Flanagan is by no means pioneering these critiques. She cites the case of Dalton school educators demanding changes analogous to the list at the bottom of this essay. Education technology thought-leader, Fred Bartels authored a brilliant essay in Independent School magazine a decade ago, with the superb title: “Our 1% problem.” Like myself, Bartels believes the hard-working folks associated with “elite privates” are contributing, largely against and despite their own intentions, to exacerbating the U.S.’s stark economic gaps, and asks them to confront the results of their choices. “Why? Because,” Bartels writes, “good educators don’t really want to be complicit in supporting and exacerbating economic inequality, and because in the long-run, things don’t turn out well for those who support and benefit from gross inequality.”

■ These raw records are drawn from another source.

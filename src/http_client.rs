use anyhow::Result;
use reqwest::header::{HeaderMap, HeaderName, HeaderValue, AUTHORIZATION, CONTENT_TYPE};
use reqwest::{Method, StatusCode};
use std::sync::Arc;

use crate::auth::{AuthManager, TokenStore};
use crate::error::ApiError;
use crate::transport::{HttpRequest, HttpResponse, MultipartForm, RequestBody, Transport};

/// Per-call request options: method, extra headers, query and body
#[derive(Debug, Clone, Default)]
pub struct RequestOptions {
    pub method: Method,
    pub headers: HeaderMap,
    pub query: Vec<(String, String)>,
    pub body: Option<RequestBody>,
}

impl RequestOptions {
    pub fn get() -> Self {
        Self::default()
    }

    pub fn post() -> Self {
        Self::with_method(Method::POST)
    }

    pub fn put() -> Self {
        Self::with_method(Method::PUT)
    }

    pub fn with_method(method: Method) -> Self {
        Self {
            method,
            ..Self::default()
        }
    }

    /// Add or replace a header; caller headers override the JSON default
    pub fn header(mut self, name: HeaderName, value: HeaderValue) -> Self {
        self.headers.insert(name, value);
        self
    }

    pub fn query<I, K, V>(mut self, pairs: I) -> Self
    where
        I: IntoIterator<Item = (K, V)>,
        K: Into<String>,
        V: Into<String>,
    {
        self.query
            .extend(pairs.into_iter().map(|(k, v)| (k.into(), v.into())));
        self
    }

    pub fn json(mut self, body: serde_json::Value) -> Self {
        self.body = Some(RequestBody::Json(body));
        self
    }

    pub fn text(mut self, body: impl Into<String>) -> Self {
        self.body = Some(RequestBody::Text(body.into()));
        self
    }

    pub fn multipart(mut self, form: MultipartForm) -> Self {
        self.body = Some(RequestBody::Multipart(form));
        self
    }
}

/// Outgoing header set: JSON content type, then caller headers, then bearer
/// credentials when an access token is held
pub fn build_headers(options: &RequestOptions, access_token: Option<&str>) -> HeaderMap {
    let mut headers = HeaderMap::new();

    // Multipart bodies get their content type (with boundary) from the transport
    if !matches!(options.body, Some(RequestBody::Multipart(_))) {
        headers.insert(CONTENT_TYPE, HeaderValue::from_static("application/json"));
    }

    // Replace per name, keeping every value of multi-valued caller headers
    for name in options.headers.keys() {
        headers.remove(name);
        for value in options.headers.get_all(name) {
            headers.append(name.clone(), value.clone());
        }
    }

    if let Some(token) = access_token {
        match HeaderValue::from_str(&format!("Bearer {}", token)) {
            Ok(value) => {
                headers.insert(AUTHORIZATION, value);
            }
            Err(_) => tracing::warn!("Access token is not a valid header value, sending without it"),
        }
    }

    headers
}

/// Authenticated client for the H2PETRONS API
/// Attaches the bearer token and performs at most one refresh-and-retry on 401
pub struct ApiClient {
    /// API root every path is appended to
    base_url: String,

    /// Transport for API requests
    transport: Arc<dyn Transport>,

    /// Credential owner
    auth_manager: Arc<AuthManager>,
}

impl ApiClient {
    /// Create a client whose credentials are hydrated from `store`
    pub fn new(
        base_url: &str,
        transport: Arc<dyn Transport>,
        store: Arc<dyn TokenStore>,
    ) -> Result<Self> {
        let base_url = base_url.trim_end_matches('/').to_string();
        let auth_manager = Arc::new(AuthManager::new(store, transport.clone(), &base_url)?);

        Ok(Self::with_auth_manager(&base_url, transport, auth_manager))
    }

    /// Create a client around an existing auth manager
    pub fn with_auth_manager(
        base_url: &str,
        transport: Arc<dyn Transport>,
        auth_manager: Arc<AuthManager>,
    ) -> Self {
        Self {
            base_url: base_url.trim_end_matches('/').to_string(),
            transport,
            auth_manager,
        }
    }

    pub fn base_url(&self) -> &str {
        &self.base_url
    }

    pub fn auth_manager(&self) -> &Arc<AuthManager> {
        &self.auth_manager
    }

    /// Send a request to `base_url + path`
    ///
    /// A 401 while a refresh token is held triggers one refresh; if it
    /// succeeds the identical request is reissued once with the new token and
    /// that response is returned as-is, otherwise the original 401 is returned.
    /// Only transport failures become errors.
    pub async fn send(
        &self,
        path: &str,
        options: RequestOptions,
    ) -> std::result::Result<HttpResponse, ApiError> {
        let snapshot = self.auth_manager.snapshot().await;
        let request = self.build_request(path, &options, snapshot.access_token.as_deref());

        tracing::debug!(
            method = %request.method,
            url = %request.url,
            authenticated = snapshot.access_token.is_some(),
            "Sending API request"
        );

        let response = self.transport.execute(request).await?;

        if response.status() != StatusCode::UNAUTHORIZED {
            return Ok(response);
        }

        if !self.auth_manager.has_refresh_token().await {
            tracing::debug!(path = path, "Received 401 without refresh token");
            return Ok(response);
        }

        tracing::warn!(path = path, "Received 401, refreshing token and retrying...");

        if !self.auth_manager.refresh_after(snapshot.generation).await {
            tracing::warn!(path = path, "Token refresh failed, returning original response");
            return Ok(response);
        }

        let access_token = self.auth_manager.access_token().await;
        let retry = self.build_request(path, &options, access_token.as_deref());
        let response = self.transport.execute(retry).await?;

        tracing::debug!(status = %response.status(), path = path, "Retried request completed");

        Ok(response)
    }

    /// Refresh the access token; false when no refresh token is held or the
    /// refresh was rejected (both tokens are then cleared)
    pub async fn refresh(&self) -> bool {
        self.auth_manager.refresh().await
    }

    pub async fn set_tokens(&self, access_token: impl Into<String>, refresh_token: impl Into<String>) {
        self.auth_manager
            .set_tokens(access_token.into(), refresh_token.into())
            .await;
    }

    pub async fn clear_tokens(&self) {
        self.auth_manager.clear_tokens().await;
    }

    /// True while an access token is held (no expiry check)
    pub async fn is_authenticated(&self) -> bool {
        self.auth_manager.is_authenticated().await
    }

    fn build_request(
        &self,
        path: &str,
        options: &RequestOptions,
        access_token: Option<&str>,
    ) -> HttpRequest {
        HttpRequest {
            method: options.method.clone(),
            url: format!("{}{}", self.base_url, path),
            headers: build_headers(options, access_token),
            query: options.query.clone(),
            body: options.body.clone(),
        }
    }
}

#[cfg(test)]
mod tests {
    use super::*;
    use crate::auth::MemoryTokenStore;
    use crate::transport::mock::{bearer, MockTransport};
    use proptest::prelude::*;
    use reqwest::header::ACCEPT;
    use serde_json::json;

    fn client_with(transport: Arc<MockTransport>) -> ApiClient {
        ApiClient::new(
            "http://localhost:5000/api/",
            transport,
            Arc::new(MemoryTokenStore::new()),
        )
        .unwrap()
    }

    #[test]
    fn test_default_headers() {
        let headers = build_headers(&RequestOptions::get(), None);
        assert_eq!(headers.get(CONTENT_TYPE).unwrap(), "application/json");
        assert!(headers.get(AUTHORIZATION).is_none());
    }

    #[test]
    fn test_caller_headers_win_over_default() {
        let options = RequestOptions::post()
            .header(CONTENT_TYPE, HeaderValue::from_static("text/plain"))
            .header(
                HeaderName::from_static("x-client"),
                HeaderValue::from_static("cli"),
            );
        let headers = build_headers(&options, Some("A1"));
        assert_eq!(headers.get(CONTENT_TYPE).unwrap(), "text/plain");
        assert_eq!(headers.get("x-client").unwrap(), "cli");
        assert_eq!(headers.get(AUTHORIZATION).unwrap(), "Bearer A1");
    }

    #[test]
    fn test_token_overrides_caller_authorization() {
        let options = RequestOptions::get()
            .header(AUTHORIZATION, HeaderValue::from_static("Bearer stale"));
        let headers = build_headers(&options, Some("fresh"));
        assert_eq!(headers.get(AUTHORIZATION).unwrap(), "Bearer fresh");
    }

    #[test]
    fn test_multipart_has_no_default_content_type() {
        let options = RequestOptions::post().multipart(MultipartForm::new().text("title", "x"));
        let headers = build_headers(&options, None);
        assert!(headers.get(CONTENT_TYPE).is_none());
    }

    #[test]
    fn test_multi_valued_caller_header_kept_intact() {
        let mut options = RequestOptions::get();
        options
            .headers
            .append(ACCEPT, HeaderValue::from_static("application/json"));
        options
            .headers
            .append(ACCEPT, HeaderValue::from_static("text/plain"));

        let headers = build_headers(&options, Some("A1"));
        let accept: Vec<&str> = headers
            .get_all(ACCEPT)
            .iter()
            .filter_map(|v| v.to_str().ok())
            .collect();
        assert_eq!(accept, vec!["application/json", "text/plain"]);
        assert_eq!(headers.get(AUTHORIZATION).unwrap(), "Bearer A1");
        assert_eq!(headers.get(CONTENT_TYPE).unwrap(), "application/json");
    }

    #[test]
    fn test_multi_valued_caller_header_replaces_default() {
        let mut options = RequestOptions::post();
        options
            .headers
            .append(CONTENT_TYPE, HeaderValue::from_static("text/plain"));
        options
            .headers
            .append(CONTENT_TYPE, HeaderValue::from_static("charset=utf-8"));

        let headers = build_headers(&options, None);
        assert_eq!(headers.get_all(CONTENT_TYPE).iter().count(), 2);
        assert!(headers
            .get_all(CONTENT_TYPE)
            .iter()
            .all(|v| v != "application/json"));
    }

    #[test]
    fn test_invalid_token_is_skipped() {
        let headers = build_headers(&RequestOptions::get(), Some("bad\ntoken"));
        assert!(headers.get(AUTHORIZATION).is_none());
    }

    proptest! {
        #[test]
        fn prop_bearer_matches_access_token(token in "[A-Za-z0-9._~+/=-]{1,128}") {
            let headers = build_headers(&RequestOptions::get(), Some(&token));
            let expected = format!("Bearer {}", token);
            prop_assert_eq!(
                headers.get(AUTHORIZATION).and_then(|v| v.to_str().ok()),
                Some(expected.as_str())
            );
        }

        #[test]
        fn prop_no_token_no_authorization(name in "x-[a-z]{1,12}", value in "[A-Za-z0-9]{0,32}") {
            let options = RequestOptions::get().header(
                HeaderName::from_bytes(name.as_bytes()).unwrap(),
                HeaderValue::from_str(&value).unwrap(),
            );
            let headers = build_headers(&options, None);
            prop_assert!(headers.get(AUTHORIZATION).is_none());
            prop_assert_eq!(headers.get(name.as_str()).and_then(|v| v.to_str().ok()), Some(value.as_str()));
        }
    }

    #[tokio::test]
    async fn test_send_joins_base_url_and_query() {
        let transport = Arc::new(MockTransport::new(|_| {
            Ok(HttpResponse::from_json(StatusCode::OK, &json!({"papers": []})))
        }));
        let client = client_with(transport.clone());
        assert_eq!(client.base_url(), "http://localhost:5000/api");

        let response = client
            .send("/research", RequestOptions::get().query([("page", "2")]))
            .await
            .unwrap();
        assert_eq!(response.status(), StatusCode::OK);

        let requests = transport.requests();
        assert_eq!(requests.len(), 1);
        assert_eq!(requests[0].url, "http://localhost:5000/api/research");
        assert_eq!(requests[0].method, Method::GET);
        assert_eq!(requests[0].query, vec![("page".to_string(), "2".to_string())]);
    }

    #[tokio::test]
    async fn test_non_401_errors_are_returned_untouched() {
        let transport = Arc::new(MockTransport::new(|_| {
            Ok(HttpResponse::from_json(
                StatusCode::FORBIDDEN,
                &json!({"error": "Insufficient permissions"}),
            ))
        }));
        let client = client_with(transport.clone());
        client.set_tokens("A1", "R1").await;

        let response = client.send("/research/pending", RequestOptions::get()).await.unwrap();
        assert_eq!(response.status(), StatusCode::FORBIDDEN);
        assert_eq!(transport.requests().len(), 1);
        assert!(client.is_authenticated().await);
    }

    #[tokio::test]
    async fn test_retry_that_fails_again_is_not_refreshed_twice() {
        let transport = Arc::new(MockTransport::new(|request| {
            if request.url.ends_with("/auth/refresh") {
                Ok(HttpResponse::from_json(StatusCode::OK, &json!({"access_token": "A2"})))
            } else {
                Ok(HttpResponse::from_json(
                    StatusCode::UNAUTHORIZED,
                    &json!({"msg": "Token has expired"}),
                ))
            }
        }));
        let client = client_with(transport.clone());
        client.set_tokens("A1", "R1").await;

        let response = client.send("/auth/me", RequestOptions::get()).await.unwrap();
        assert_eq!(response.status(), StatusCode::UNAUTHORIZED);
        assert_eq!(transport.calls_to("/auth/me"), 2);
        assert_eq!(transport.calls_to("/auth/refresh"), 1);

        let requests = transport.requests();
        assert_eq!(bearer(&requests[0]).as_deref(), Some("Bearer A1"));
        assert_eq!(bearer(&requests[2]).as_deref(), Some("Bearer A2"));
    }

    #[tokio::test]
    async fn test_retry_reissues_identical_body() {
        let transport = Arc::new(MockTransport::new(|request| {
            if request.url.ends_with("/auth/refresh") {
                return Ok(HttpResponse::from_json(StatusCode::OK, &json!({"access_token": "A2"})));
            }
            match bearer(request).as_deref() {
                Some("Bearer A2") => Ok(HttpResponse::from_json(StatusCode::CREATED, &json!({"id": 7}))),
                _ => Ok(HttpResponse::from_json(StatusCode::UNAUTHORIZED, &json!({}))),
            }
        }));
        let client = client_with(transport.clone());
        client.set_tokens("A1", "R1").await;

        let response = client
            .send(
                "/forum/topics",
                RequestOptions::post().json(json!({"title": "Monza", "content": "Low downforce"})),
            )
            .await
            .unwrap();
        assert_eq!(response.status(), StatusCode::CREATED);

        let topics: Vec<_> = transport
            .requests()
            .into_iter()
            .filter(|r| r.url.ends_with("/forum/topics"))
            .collect();
        assert_eq!(topics.len(), 2);
        for request in &topics {
            assert_eq!(request.method, Method::POST);
            match &request.body {
                Some(RequestBody::Json(body)) => assert_eq!(body["title"], "Monza"),
                other => panic!("unexpected body: {:?}", other),
            }
        }
    }
}
// Durable token storage

use anyhow::{Context, Result};
use chrono::Utc;
use dashmap::DashMap;
use rusqlite::{params, Connection, OptionalExtension};
use std::path::Path;
use std::sync::Mutex;

use super::types::{ACCESS_TOKEN_KEY, REFRESH_TOKEN_KEY};

/// Synchronous string key-value store holding the credential pair
///
/// Calls run inline on the async executor (never under the credential lock),
/// so implementations should be quick local writes.
pub trait TokenStore: Send + Sync {
    fn get(&self, key: &str) -> Result<Option<String>>;
    fn set(&self, key: &str, value: &str) -> Result<()>;
    fn remove(&self, key: &str) -> Result<()>;
}

/// Read both token slots
pub fn load_tokens(store: &dyn TokenStore) -> Result<(Option<String>, Option<String>)> {
    let access_token = store
        .get(ACCESS_TOKEN_KEY)
        .context("Failed to load access token")?;
    let refresh_token = store
        .get(REFRESH_TOKEN_KEY)
        .context("Failed to load refresh token")?;
    Ok((access_token, refresh_token))
}

/// Token store backed by a SQLite file, survives process restarts
pub struct SqliteTokenStore {
    conn: Mutex<Connection>,
}

impl SqliteTokenStore {
    /// Open (and create if needed) the database at `path`
    pub fn open(path: &Path) -> Result<Self> {
        if let Some(parent) = path.parent() {
            if !parent.as_os_str().is_empty() {
                std::fs::create_dir_all(parent).with_context(|| {
                    format!("Failed to create token directory: {}", parent.display())
                })?;
            }
        }

        let conn = Connection::open(path)
            .with_context(|| format!("Failed to open SQLite database: {}", path.display()))?;
        Self::init(conn)
    }

    /// Non-persistent database, handy for tests
    pub fn open_in_memory() -> Result<Self> {
        let conn = Connection::open_in_memory().context("Failed to open in-memory SQLite")?;
        Self::init(conn)
    }

    fn init(conn: Connection) -> Result<Self> {
        conn.execute(
            "CREATE TABLE IF NOT EXISTS token_kv (
                key TEXT PRIMARY KEY,
                value TEXT NOT NULL,
                updated_at TEXT NOT NULL
            )",
            [],
        )
        .context("Failed to create token_kv table")?;

        Ok(Self {
            conn: Mutex::new(conn),
        })
    }

    fn with_conn<T>(&self, f: impl FnOnce(&Connection) -> Result<T>) -> Result<T> {
        let conn = self
            .conn
            .lock()
            .map_err(|_| anyhow::anyhow!("Token store lock poisoned"))?;
        f(&conn)
    }
}

impl TokenStore for SqliteTokenStore {
    fn get(&self, key: &str) -> Result<Option<String>> {
        self.with_conn(|conn| {
            conn.query_row(
                "SELECT value FROM token_kv WHERE key = ?",
                [key],
                |row| row.get(0),
            )
            .optional()
            .with_context(|| format!("Failed to read token slot {}", key))
        })
    }

    fn set(&self, key: &str, value: &str) -> Result<()> {
        self.with_conn(|conn| {
            conn.execute(
                "INSERT INTO token_kv (key, value, updated_at) VALUES (?1, ?2, ?3)
                 ON CONFLICT(key) DO UPDATE SET value = excluded.value, updated_at = excluded.updated_at",
                params![key, value, Utc::now().to_rfc3339()],
            )
            .with_context(|| format!("Failed to write token slot {}", key))?;
            Ok(())
        })
    }

    fn remove(&self, key: &str) -> Result<()> {
        self.with_conn(|conn| {
            conn.execute("DELETE FROM token_kv WHERE key = ?", [key])
                .with_context(|| format!("Failed to remove token slot {}", key))?;
            Ok(())
        })
    }
}

/// Process-local token store
#[derive(Default)]
pub struct MemoryTokenStore {
    slots: DashMap<String, String>,
}

impl MemoryTokenStore {
    pub fn new() -> Self {
        Self::default()
    }
}

impl TokenStore for MemoryTokenStore {
    fn get(&self, key: &str) -> Result<Option<String>> {
        Ok(self.slots.get(key).map(|v| v.value().clone()))
    }

    fn set(&self, key: &str, value: &str) -> Result<()> {
        self.slots.insert(key.to_string(), value.to_string());
        Ok(())
    }

    fn remove(&self, key: &str) -> Result<()> {
        self.slots.remove(key);
        Ok(())
    }
}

Though I am no longer myself inside the independent school community, I was immersed therein for more than 30 years: five as a student (at Sidwell Friends School, prominently featured in the Flanagan piece), eight as teacher and dean, 15 as a head of school, five as a consultant primarily to independent schools and their associations. Since 2017, my work focus has crossed over to public education, working particularly with schools and districts in the Midwest and South, while also chairing the board of a nonprofit public charter school network in Arizona.
Let’s be clear about the schools we are discussing. There’s been…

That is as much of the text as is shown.